++++ Provided entries

//! Patchflow: source-context extraction and patch splicing
//!
//! Finds classes, functions and indivisible blocks in source files with
//! line-oriented heuristics, hands them downstream as "files to patch", and
//! splices replacement text back into the files by line range.
//!
//! # Architecture
//!
//! Everything located in a file is a [`Position`]: a half-open line range with
//! optional columns and auxiliary `comment` / `body` regions. Strategies
//! ([`StrategyKind`]) produce positions, the resolver merges them under the
//! comment and overlap policies, and steps turn them into JSON records.
//! Writing goes through a single primitive, [`LineEdit`], applied bottom-up
//! so that earlier line numbers stay valid.
//!
//! # Steps
//!
//! - [`ExtractCodeContexts`]: regions of every supported file under a path
//! - [`ExtractCodeMethodForCommentContexts`]: where each function's doc comment goes
//! - [`ModifyCode`]: apply extracted responses to their files
//! - [`ModifyCodeOnce`]: apply one edit given directly
//! - [`ReadFile`]: a file's decoded contents
//!
//! # Example
//!
//! ```no_run
//! use patchflow::{ExtractCodeContexts, Step};
//! use serde_json::json;
//!
//! let inputs = json!({"base_path": "src", "context_grouping": "FUNCTION"});
//! let mut step = ExtractCodeContexts::new(inputs.as_object().unwrap()).unwrap();
//! let output = step.run().unwrap();
//! println!("{}", output["files_to_patch"]);
//! ```

pub mod cache;
pub mod config;
pub mod filter;
pub mod lang;
pub mod position;
pub mod resolve;
pub mod source;
pub mod splice;
pub mod steps;
pub mod strategy;

// Re-exports
pub use config::{load_from_path, load_from_str, ConfigError, IgnorePolicy, InputFormat, Inputs};
pub use lang::{Language, LanguageDescriptor};
pub use position::Position;
pub use resolve::{get_source_code_contexts, ContextOptions};
pub use splice::{handle_indent, replace_code_in_file, LineEdit, SpliceError, SpliceResult};
pub use steps::{
    ExtractCodeContexts, ExtractCodeMethodForCommentContexts, ExtractedResponse, FileToPatch,
    ModifiedCodeFile, ModifyCode, ModifyCodeOnce, ReadFile, Step, StepError, StepStatus,
};
pub use strategy::{ContextStrategy, Grouping, StrategyKind};
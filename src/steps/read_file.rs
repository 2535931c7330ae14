//! ReadFile: a file's decoded contents.

use super::{check_required, parse_inputs, Step, StepError, StepStatus};
use crate::config::{Inputs, ReadFileInputs};
use crate::source;
use serde_json::{Map, Value};

pub struct ReadFile {
    inputs: ReadFileInputs,
    status: StepStatus,
}

impl ReadFile {
    pub fn new(inputs: &Inputs) -> Result<Self, StepError> {
        check_required(Self::NAME, inputs, &["file_path"])?;
        Ok(Self {
            inputs: parse_inputs(Self::NAME, inputs)?,
            status: StepStatus::default(),
        })
    }
}

impl Step for ReadFile {
    const NAME: &'static str = "ReadFile";

    fn run(&mut self) -> Result<Map<String, Value>, StepError> {
        let content = source::read_source(&self.inputs.file_path)?;
        self.status = StepStatus::Completed;

        let mut map = Map::new();
        map.insert(
            "file_path".to_string(),
            Value::String(self.inputs.file_path.display().to_string()),
        );
        map.insert("file_content".to_string(), Value::String(content));
        Ok(map)
    }

    fn status(&self) -> &StepStatus {
        &self.status
    }
}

++++++++

> **Your objective**: Wherever a line contains the string "regions", copy that line from the data.

> **Exercise solution**:
//! optional columns and auxiliary `comment` / `body` regions. Strategies
//! - [`ExtractCodeContexts`]: regions of every supported file under a path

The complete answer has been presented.